Cannabis terapeutica: cosa accade in Italia?
Dopo 5 anni dal Decreto Ministeriale dell’aprile 2007, in cui era stato inserito il THC nella tab. II b delle sostanze stupefacenti con riconosciute proprietà terapeutiche, in Toscana è stata approvata la prima legge regionale in grado di facilitare l’accesso concreto dei malati ai farmaci derivati dalla cannabis.
La legge regionale, frutto di due proposte di legge firmate da Enzo Brogi (Pd), Monica Sgherri (capogruppo Fds-Verdi) e Pieraldo Ciucchi (Gruppo misto); ha fatto scalpore separando sia l’opinione politica che quella pubblica: il nostro è da sempre un paese politicamente proibizionista con un popolo anti-proibizionista.
Già nel 1993, un referendum abrogativo delle pene per la detenzione ad uso personale di droghe leggere, indetto dai Radicali italiani, aveva avuto il 55,4% di consensi a favore della depenalizzazione. Da allora, valutati danni e benefici di una futura legalizzazione, constatato che i danni sarebbero nulli a confronto di quelli arrecati invece dal proibizionismo mentre i benefici sarebbero innumerevoli sotto ogni aspetto, i favorevoli alla legalizzazione sono ormai ben oltre quel 55%, ma la legge non è cambiata se non inasprendosi contro l’uso dei derivati di questa pianta. In una tale situazione, per anni, sono state anche vietate o comunque fortemente ostacolate le cure a base di cannabis. Finalmente, la presa di coraggio di una regione come la Toscana, segna l’inizio di un cambiamento reale.

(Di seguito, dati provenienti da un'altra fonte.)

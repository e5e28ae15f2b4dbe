//! 测试用的内存标签页宿主
//!
//! 每个标签页的行为由 `Behavior` 描述：多久之后 URL 变成 `?tab=review`、
//! 第几次探测开始出现评分、用户多久之后手动关闭。

#![allow(dead_code)]

use std::collections::HashMap;
use std::sync::{Arc, Mutex};
use std::time::Duration;

use async_trait::async_trait;
use review_all_games::error::{AppError, AppResult};
use review_all_games::infrastructure::{EventDispatcher, SpawnedWorker, WorkerHost};
use review_all_games::{JobTarget, WorkerId};
use serde_json::{json, Value as JsonValue};

/// 单个标签页的脚本化行为
#[derive(Debug, Clone, Default)]
pub struct Behavior {
    /// 创建后多久 URL 变为 `?tab=review`
    pub review_after: Option<Duration>,
    /// 从第几次探测开始返回评分
    pub rating_from_attempt: Option<usize>,
    /// 创建后多久被用户关闭
    pub user_closes_after: Option<Duration>,
}

impl Behavior {
    /// 不自动发生任何事，由测试手动驱动
    pub fn manual() -> Self {
        Self::default()
    }

    /// 分析 `after` 后完成，第 `attempt` 次探测出现评分
    pub fn reviewed(after: Duration, attempt: usize) -> Self {
        Self {
            review_after: Some(after),
            rating_from_attempt: Some(attempt),
            user_closes_after: None,
        }
    }

    pub fn closed_by_user(after: Duration) -> Self {
        Self {
            user_closes_after: Some(after),
            ..Self::default()
        }
    }
}

#[derive(Default)]
struct State {
    next_id: usize,
    spawned: Vec<(WorkerId, JobTarget)>,
    live: HashMap<WorkerId, Behavior>,
    peak_live: usize,
    probe_calls: HashMap<WorkerId, usize>,
    destroyed: Vec<WorkerId>,
    destroy_calls: usize,
}

struct Inner {
    dispatcher: EventDispatcher,
    state: Mutex<State>,
}

impl Inner {
    fn remove_live(&self, id: &WorkerId) -> bool {
        let removed = self.state.lock().unwrap().live.remove(id).is_some();
        if removed {
            self.dispatcher.dispatch_removed(id);
        }
        removed
    }
}

pub struct MockHost {
    inner: Arc<Inner>,
    behavior: Box<dyn Fn(&JobTarget) -> Behavior + Send + Sync>,
    fail_spawn_at: Option<usize>,
}

impl MockHost {
    pub fn new(behavior: impl Fn(&JobTarget) -> Behavior + Send + Sync + 'static) -> Self {
        Self {
            inner: Arc::new(Inner {
                dispatcher: EventDispatcher::new(),
                state: Mutex::new(State::default()),
            }),
            behavior: Box::new(behavior),
            fail_spawn_at: None,
        }
    }

    /// 第 `n` 次（从 1 开始）创建标签页时失败
    pub fn failing_spawn_at(mut self, n: usize) -> Self {
        self.fail_spawn_at = Some(n);
        self
    }

    /// 模拟标签页 URL 变化
    pub fn navigate(&self, id: &WorkerId, url: &str) -> bool {
        self.inner.dispatcher.dispatch_updated(id, url)
    }

    /// 模拟用户关闭标签页
    pub fn close_by_user(&self, id: &WorkerId) -> bool {
        self.inner.remove_live(id)
    }

    pub fn set_rating_from(&self, id: &WorkerId, attempt: Option<usize>) {
        let mut state = self.inner.state.lock().unwrap();
        if let Some(behavior) = state.live.get_mut(id) {
            behavior.rating_from_attempt = attempt;
        }
    }

    pub fn spawned_targets(&self) -> Vec<JobTarget> {
        let state = self.inner.state.lock().unwrap();
        state.spawned.iter().map(|(_, t)| t.clone()).collect()
    }

    pub fn spawned_ids(&self) -> Vec<WorkerId> {
        let state = self.inner.state.lock().unwrap();
        state.spawned.iter().map(|(id, _)| id.clone()).collect()
    }

    pub fn destroyed(&self) -> Vec<WorkerId> {
        self.inner.state.lock().unwrap().destroyed.clone()
    }

    pub fn destroy_calls(&self) -> usize {
        self.inner.state.lock().unwrap().destroy_calls
    }

    pub fn probe_calls(&self, id: &WorkerId) -> usize {
        let state = self.inner.state.lock().unwrap();
        state.probe_calls.get(id).copied().unwrap_or(0)
    }

    pub fn is_live(&self, id: &WorkerId) -> bool {
        self.inner.state.lock().unwrap().live.contains_key(id)
    }

    pub fn peak_live(&self) -> usize {
        self.inner.state.lock().unwrap().peak_live
    }

    pub fn is_observed(&self, id: &WorkerId) -> bool {
        self.inner.dispatcher.is_observed(id)
    }
}

#[async_trait]
impl WorkerHost for MockHost {
    async fn spawn_worker(&self, target: &JobTarget) -> AppResult<SpawnedWorker> {
        let behavior = (self.behavior)(target);

        let id = {
            let mut state = self.inner.state.lock().unwrap();
            state.next_id += 1;
            if Some(state.next_id) == self.fail_spawn_at {
                return Err(AppError::worker_spawn_failed(target.as_str(), "mock spawn failure"));
            }

            let id = WorkerId::new(format!("tab-{}", state.next_id));
            state.spawned.push((id.clone(), target.clone()));
            state.live.insert(id.clone(), behavior.clone());
            state.peak_live = state.peak_live.max(state.live.len());
            id
        };
        let observers = self.inner.dispatcher.register(&id);

        if let Some(after) = behavior.review_after {
            let inner = self.inner.clone();
            let id = id.clone();
            let url = target.to_string();
            tokio::spawn(async move {
                inner
                    .dispatcher
                    .dispatch_updated(&id, format!("{}?tab=analysis", url));
                tokio::time::sleep(after).await;
                inner
                    .dispatcher
                    .dispatch_updated(&id, format!("{}?tab=review", url));
            });
        }

        if let Some(after) = behavior.user_closes_after {
            let inner = self.inner.clone();
            let id = id.clone();
            tokio::spawn(async move {
                tokio::time::sleep(after).await;
                inner.remove_live(&id);
            });
        }

        Ok(SpawnedWorker { id, observers })
    }

    async fn destroy_worker(&self, id: &WorkerId) -> AppResult<()> {
        {
            let mut state = self.inner.state.lock().unwrap();
            state.destroy_calls += 1;
            if state.live.contains_key(id) {
                state.destroyed.push(id.clone());
            }
        }
        // 和浏览器一样，关闭后会发出移除事件
        self.inner.remove_live(id);
        Ok(())
    }

    async fn inspect(&self, id: &WorkerId, _script: &str) -> AppResult<JsonValue> {
        let mut state = self.inner.state.lock().unwrap();
        let rating_from = match state.live.get(id) {
            Some(behavior) => behavior.rating_from_attempt,
            None => return Err(AppError::WorkerGone(id.to_string())),
        };

        let calls = state.probe_calls.entry(id.clone()).or_insert(0);
        *calls += 1;

        let text = match rating_from {
            Some(from) if *calls >= from => "87.5",
            _ => "",
        };
        Ok(json!({ "text": text }))
    }

    fn unobserve_updates(&self, id: &WorkerId) {
        self.inner.dispatcher.unobserve_updates(id);
    }

    fn unobserve_removal(&self, id: &WorkerId) {
        self.inner.dispatcher.unobserve_removal(id);
    }
}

Questa legge infatti dà la possibilità di acquistare farmaci a base di cannabis, possibilità che chiaramente sarà controllata scrupolosamente dai medici e occorrerà un’apposita prescrizione per usufruire di queste cure. Chi ha proposto il testo di legge ha sottolineato tutti gli aspetti positivi dell’uso di questo genere di farmaci in sostituzione di oppiacei e di barbiturici, per evitarne gli effetti collaterali tipici di questi farmaci, o da integrare con essi in casi limite. Si tratta di una legge che nulla ha a che fare con l’idea della marijuana come droga, ma ne valuta e valorizza l’uso terapeutico; questo permetterà all’Italia di recuperare un po’ dello svantaggio che abbiamo rispetto altri Paesi.

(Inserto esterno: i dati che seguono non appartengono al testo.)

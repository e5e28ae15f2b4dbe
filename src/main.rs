use anyhow::{Context, Result};
use review_all_games::utils::logging;
use review_all_games::{App, Config};

#[tokio::main]
async fn main() -> Result<()> {
    // 加载配置
    let config = Config::load().context("加载配置失败")?;

    // 初始化日志
    logging::init(config.verbose_logging);

    // 初始化并运行应用
    let app = App::initialize(config).await?;
    app.run().await?;

    Ok(())
}
//! # Review All Games
//!
//! 自动完成 chess.com 上所有未复盘对局的复盘：每个对局打开一个标签页，
//! 等待分析完成、评分出现后自动关闭标签页。
//!
//! ## 架构设计
//!
//! ### ① 基础设施层（Infrastructure）
//! - `infrastructure/` - 持有浏览器资源，只暴露能力
//! - `WorkerHost` - 创建 / 关闭 / 探测标签页的抽象，`ChromeHost` 为 CDP 实现
//! - `EventDispatcher` - 按标签页分发 URL 变化和关闭事件
//!
//! ### ② 业务能力层（Services）
//! - `CompletionProbe` - 检查评分元素是否已是合法数字
//! - `RetryScheduler` - 有上限的固定间隔轮询
//! - `LinkCollector` - 从个人主页 / 对局存档页提取对局链接
//!
//! ### ③ 流程层（Workflow）
//! - `WorkerController` - 单个标签页的生命周期状态机
//! - `ActiveWorkerSet` - 尚未结束的标签页集合
//!
//! ### ④ 编排层（Orchestration）
//! - `orchestrator/batch_coordinator` - 扇出所有标签页并等待全部关闭
//! - `orchestrator/app` - 连接浏览器、抓取链接、运行一批

pub mod browser;
pub mod config;
pub mod error;
pub mod infrastructure;

pub mod models;
pub mod orchestrator;
pub mod services;
pub mod utils;
pub mod workflow;

// 重新导出常用类型
pub use browser::connect_to_browser_and_page;
pub use config::{Config, ExhaustedPolicy};
pub use error::{AppError, AppResult};
pub use infrastructure::{ChromeHost, JsExecutor, WorkerHost};
pub use models::{JobTarget, WorkerId};
pub use orchestrator::{App, BatchCoordinator, BatchReport};
pub use workflow::{WorkerController, WorkerOutcome, WorkerPhase, WorkerPolicy};
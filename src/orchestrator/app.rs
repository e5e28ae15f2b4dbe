//! 应用入口 - 编排层
//!
//! 1. **初始化**：写日志文件头、连接浏览器、找到对局列表页面、创建 `ChromeHost`
//! 2. **抓取**：从对局列表页面提取所有待复盘的对局链接
//! 3. **批处理**：交给 `BatchCoordinator`，等所有标签页关闭
//! 4. **统计**：输出并记录最终结果

use std::sync::Arc;

use anyhow::{Context, Result};
use tokio::time::sleep;
use tracing::{info, warn};

use crate::browser;
use crate::config::Config;
use crate::infrastructure::{ChromeHost, JsExecutor};
use crate::models::JobTarget;
use crate::orchestrator::batch_coordinator::{BatchCoordinator, BatchReport};
use crate::services::LinkCollector;
use crate::utils::logging::{append_log_line, init_log_file, log_startup, truncate_text};

/// 应用主结构
pub struct App {
    config: Config,
    source: JsExecutor,
    source_url: String,
    host: Arc<ChromeHost>,
}

impl App {
    /// 初始化应用
    pub async fn initialize(config: Config) -> Result<Self> {
        init_log_file(&config.output_log_file).context("无法创建日志文件")?;

        log_startup(&config);

        // 连接浏览器并找到对局列表页面
        let (browser, page) = browser::connect_to_browser_and_page(
            config.browser_debug_port,
            config.source_url.as_deref(),
        )
        .await?;

        let source_url = page
            .url()
            .await
            .context("无法读取对局列表页面的 URL")?
            .unwrap_or_default();

        let host = ChromeHost::new(browser)
            .await
            .context("无法订阅标签页事件")?;

        Ok(Self {
            config,
            source: JsExecutor::new(page),
            source_url,
            host: Arc::new(host),
        })
    }

    /// 运行一次"复盘全部对局"
    pub async fn run(&self) -> Result<BatchReport> {
        info!("♟️ 欢迎使用 chess.com 批量复盘");

        let targets = self.collect_targets().await?;
        if targets.is_empty() {
            warn!("⚠️ 当前页面没有待复盘的对局，程序结束");
            return Ok(BatchReport::default());
        }
        self.log_targets(&targets);

        // 给页面一点时间稳定下来再开标签页
        sleep(self.config.pre_batch_delay()).await;

        let coordinator = BatchCoordinator::from_config(self.host.clone(), &self.config);
        let report = coordinator.run_batch(&targets).await?;

        self.print_final_stats(&report)?;
        Ok(report)
    }

    /// 提取对局链接
    async fn collect_targets(&self) -> Result<Vec<JobTarget>> {
        info!("\n📁 正在提取对局链接: {}", self.source_url);
        let collector = LinkCollector::from_config(&self.config);
        let targets = collector
            .collect(&self.source, &self.source_url)
            .await
            .with_context(|| format!("无法从 {} 提取对局链接", self.source_url))?;
        Ok(targets)
    }

    // ========== 日志辅助方法 ==========

    fn log_targets(&self, targets: &[JobTarget]) {
        info!("✓ 找到 {} 个待复盘的对局", targets.len());
        if self.config.verbose_logging {
            for (i, target) in targets.iter().enumerate() {
                info!("  {}. {}", i + 1, truncate_text(target.as_str(), 100));
            }
        }
    }

    fn print_final_stats(&self, report: &BatchReport) -> Result<()> {
        info!("\n{}", "=".repeat(60));
        info!("📊 全部处理完成统计");
        info!(
            "完成时间: {}",
            chrono::Local::now().format("%Y-%m-%d %H:%M:%S")
        );
        info!("{}", "=".repeat(60));
        info!("✅ 复盘成功: {}/{}", report.completed, report.spawned);
        info!("🗑️ 外部关闭: {}", report.removed);
        info!("⚠️ 强制关闭: {}", report.force_closed);
        if report.lost > 0 {
            info!("❌ 异常退出: {}", report.lost);
        }
        info!("{}", "=".repeat(60));

        append_log_line(
            &self.config.output_log_file,
            &format!(
                "复盘成功 {}/{}, 外部关闭 {}, 强制关闭 {}, 异常 {}",
                report.completed,
                report.spawned,
                report.removed,
                report.force_closed,
                report.lost
            ),
        )?;
        info!("\n日志已保存至: {}", self.config.output_log_file);
        Ok(())
    }
}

L’iniziativa Toscana ha trovato subito i suoi oppositori, soprattutto tra i membri del PDL e dell’UDC, tra questi appunto Marco Carresi (UDC) che ha dichiarato: “è una legge manifesto con risultati pratici pari allo zero e dove l’aspetto scientifico è pressoché ignorato”. Da una tale affermazione si evince quanto, volontariamente o involontariamente, poco attenti siano certi politici alle conferme scientifiche che sempre più numerose superano gli ostacoli della censura proibizionista.

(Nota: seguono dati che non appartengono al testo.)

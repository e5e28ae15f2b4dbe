//! 对局链接抓取 - 业务能力层
//!
//! 从用户打开的 chess.com 页面里找出所有"复盘"按钮的链接。
//! 个人主页直接查询即可；对局存档页是异步加载的（部分在 iframe 里），
//! 需要等链接出现后再读取。

use std::future::Future;
use std::time::Duration;

use tokio::time::sleep;
use tracing::{debug, info, warn};

use crate::config::Config;
use crate::error::{AppError, AppResult};
use crate::infrastructure::JsExecutor;
use crate::models::{dedupe_targets, JobTarget};

/// 支持的来源页面前缀
pub const SOURCE_URL_PREFIXES: [&str; 3] = [
    "https://www.chess.com/member/",
    "https://www.chess.com/games/archive/",
    "https://www.chess.com/games/",
];

/// 个人主页上的复盘链接
const MEMBER_REVIEW_SELECTOR: &str = "a.archived-games-review";
/// 对局存档页上的复盘链接
const ARCHIVE_REVIEW_SELECTOR: &str = "a.archive-games-review";
/// 对局存档页里的对局列表 iframe
const ARCHIVE_IFRAME_SELECTOR: &str = r#"iframe[id="game-list-iframe"]"#;

/// 来源页面类型，取自 URL 的第一段路径
#[derive(Debug, Clone, Copy, PartialEq, Eq)]
pub enum SourceSite {
    /// `https://www.chess.com/member/<name>`
    Member,
    /// `https://www.chess.com/games/...`
    Games,
}

impl SourceSite {
    pub fn from_url(url: &str) -> Option<Self> {
        match url.split('/').nth(3) {
            Some("member") => Some(SourceSite::Member),
            Some("games") => Some(SourceSite::Games),
            _ => None,
        }
    }
}

/// URL 是否是可以抓取对局链接的页面
pub fn is_source_page(url: &str) -> bool {
    SOURCE_URL_PREFIXES
        .iter()
        .any(|prefix| url.starts_with(prefix))
}

/// 查询选择器匹配的所有链接 href
fn links_script(selector: &str) -> String {
    format!(
        r#"
        (() => Array.from(document.querySelectorAll({}))
            .map(link => link.href))()
        "#,
        serde_json::Value::String(selector.to_string())
    )
}

/// 查询 iframe 文档中选择器匹配的所有链接 href，iframe 不存在时返回空数组
fn iframe_links_script(iframe_selector: &str, selector: &str) -> String {
    format!(
        r#"
        (() => {{
            const iframe = document.querySelector({});
            if (!iframe || !iframe.contentDocument) {{
                return [];
            }}
            return Array.from(iframe.contentDocument.querySelectorAll({}))
                .map(link => link.href);
        }})()
        "#,
        serde_json::Value::String(iframe_selector.to_string()),
        serde_json::Value::String(selector.to_string())
    )
}

/// 对局链接抓取器
pub struct LinkCollector {
    max_retries: usize,
    retry_interval: Duration,
}

impl LinkCollector {
    pub fn new(max_retries: usize, retry_interval: Duration) -> Self {
        Self {
            max_retries,
            retry_interval,
        }
    }

    pub fn from_config(config: &Config) -> Self {
        Self::new(config.link_wait_max_retries, config.link_wait_interval())
    }

    /// 根据来源页面类型抓取对局链接（已去重，保持页面顺序）
    pub async fn collect(&self, executor: &JsExecutor, page_url: &str) -> AppResult<Vec<JobTarget>> {
        let site = SourceSite::from_url(page_url)
            .ok_or_else(|| AppError::UnsupportedSite(page_url.to_string()))?;
        debug!("来源页面类型: {:?}", site);

        let links = match site {
            SourceSite::Member => self.collect_member(executor).await?,
            SourceSite::Games => self.collect_archive(executor).await?,
        };

        let targets = dedupe_targets(links);
        info!("✓ 提取到 {} 个待复盘的对局", targets.len());
        Ok(targets)
    }

    /// 个人主页：直接查询
    async fn collect_member(&self, executor: &JsExecutor) -> AppResult<Vec<String>> {
        executor
            .eval_as(links_script(MEMBER_REVIEW_SELECTOR))
            .await
            .map_err(|e| AppError::Scrape(e.to_string()))
    }

    /// 对局存档页：等主文档中的链接出现，再合并 iframe 中的链接
    async fn collect_archive(&self, executor: &JsExecutor) -> AppResult<Vec<String>> {
        let mut links = self
            .wait_for_links(ARCHIVE_REVIEW_SELECTOR, || {
                executor.eval_as::<Vec<String>>(links_script(ARCHIVE_REVIEW_SELECTOR))
            })
            .await?;

        let iframe_links: Vec<String> = match executor
            .eval_as(iframe_links_script(
                ARCHIVE_IFRAME_SELECTOR,
                ARCHIVE_REVIEW_SELECTOR,
            ))
            .await
        {
            Ok(found) => found,
            Err(e) => {
                warn!("读取对局列表 iframe 失败，只使用主页面链接: {}", e);
                Vec::new()
            }
        };
        debug!(
            "主页面链接 {} 个, iframe 链接 {} 个",
            links.len(),
            iframe_links.len()
        );

        links.extend(iframe_links);
        Ok(links)
    }

    /// 反复读取直到拿到非空结果
    ///
    /// 首次读取之外最多重试 `max_retries` 次，仍为空则返回超时错误。
    pub async fn wait_for_links<F, Fut>(&self, selector: &str, mut read: F) -> AppResult<Vec<String>>
    where
        F: FnMut() -> Fut,
        Fut: Future<Output = AppResult<Vec<String>>>,
    {
        let mut retries = 0;
        loop {
            let links = read().await.map_err(|e| AppError::Scrape(e.to_string()))?;
            if !links.is_empty() {
                return Ok(links);
            }

            if retries >= self.max_retries {
                return Err(AppError::ScrapeTimeout {
                    selector: selector.to_string(),
                    retries,
                });
            }

            retries += 1;
            debug!(
                "选择器 {} 暂无结果 (重试 {}/{})",
                selector, retries, self.max_retries
            );
            sleep(self.retry_interval).await;
        }
    }
}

E’, infatti, largamente provato che i cannabinoidi agiscono sull’organismo riducendo le infiammazioni e abbassando la sensibilità al dolore, ma i loro benefici non si limitano alle proprietà analgesiche: le numerose applicazioni terapeutiche vanno dal trattamento di nausea, vomito e sindrome premestruale a quello contro le perdite di appetito, l’asma, e il glaucoma. La marijuana aiuta ad alleviare i sintomi della sclerosi multipla e delle lesioni al midollo spinale, oltre che a rilassare chi soffre di dolore cronico. E poi ci sono gli effetti positivi su artrite, disordini bipolari, cancro, Aids, depressione, leucemia, Còrea Maior, tic nervosi, Alzheimer, anoressia, stress post-traumatico. Insomma, la lista è veramente lunga e la letteratura scientifica sull’argomento è infinita, a dispetto delle innumerevoli ricerche sovvenzionate dal DPA italiano che “dimostrano” (sarebbe meglio dire dichiarano) sempre esiti a dir poco devastanti prodotti dall’uso di cannabis. Contro il pensiero di chi in Italia, proibendo la cannabis, asserisce di voler tutelare la nostra salute, sempre più Paesi stanno approvando (o lo hanno già fatto) l’uso medicinale della pianta. Sottolineiamo a tal proposito che questa non è una novità ma una sorta di ritorno al passato: fino agli anni ’30, erano oltre 2000 i medicinali a base di cannabis liberamente in commercio nelle farmacie europee e statunitensi.
Presa coscienza di queste innumerevoli certezze, altre 8 regioni hanno presentato una proposta di legge per legalizzare l’uso terapeutico di questa pianta, nello specifico: Lombardia, Lazio, Veneto, Piemonte, Abruzzo, Emilia, Liguria e Puglia.